Prince Philip Was 'Furious & Deeply Hurt' That Meghan Markle & Prince Harry Didn't Tell Senior Royals They Were Stepping Down, Author Claims
When Prince Harry and Meghan Markle announced that they were stepping down as senior members of the royal family in 2020, Prince Philip was less than pleased with the news.
According to Brothers and Wives: Inside the Private Lives of William, Kate, Harry and Meghan author Christopher Andersen, Philip, who died in April 2021, was "furious and deeply hurt" that the couple didn't inform senior royals before they shared the news with the public.
Philip told Queen Elizabeth, "This shows a complete lack of respect."
"It appears as if we were wrong about her all along," Philip apparently told one of his staff members, referring to Meghan.
Philip and Meghan, 40, had a good relationship, but after Megxit, the late Duke's views changed.
Philip told his grandson that his decision to leave the royal family and move to California was "not the right thing, either for the country or for themselves."
“Harry had only succeeded his grandfather as Captain General of the Royal Marines in 2017. Philip had done the job for 64 years. Harry had barely managed 30 months.

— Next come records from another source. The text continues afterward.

mod lotos;
mod permits;
mod work_orders;

use axum::Router;

use crate::service::CmmsService;

/// Build the complete CMMS router.
///
/// Routes:
/// - `/work-orders`: create, list, get, patch, history, `@start`, `@hold`,
///   `@complete`, `@cancel`
/// - `/permits`: create, list, get, patch, history, `@submit`, `@approve`,
///   `@reject`, `@activate`, `@suspend`, `@resume`, `@close`, `@cancel`
/// - `/lotos`: create, list, get, history, `@verify`, `@release`
pub fn router(service: CmmsService) -> Router {
    Router::new()
        .merge(work_orders::router())
        .merge(permits::router())
        .merge(lotos::router())
        .with_state(service)
}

The Duke of Edinburgh was not pleased, nor did he believe that Harry and Meghan were doing the right thing," his official biographer, Gyles Brandreth revealed.
The Queen's husband was also not a fan of Harry and Meghan's tell-all, in which they spoke their truth about the royal family.
“I know from someone close to him that he thought Meghan and Harry’s interview with Oprah Winfrey was ‘madness’ and ‘no good would come of it,’” Brandreth added. “I was not surprised because that is exactly how he described to me the personal TV interviews given by Prince Charles and Diana, Princess of Wales, back in the 1990s.”
To make matters worse, the interview, which aired in March 2021, went live when Philip was in the hospital — something people were outraged about. “The fact that the Meghan and Harry interview was aired while Philip was in hospital did not trouble him. What did worry him was the couple’s preoccupation with their own problems and their willingness to talk about them in public," Brandreth said. “‘Give TV interviews by all means,’ he said, 'but don’t talk about yourself.' That was one of his rules. I know he shared it with his children. I imagine he shared it with his grandchildren, too.”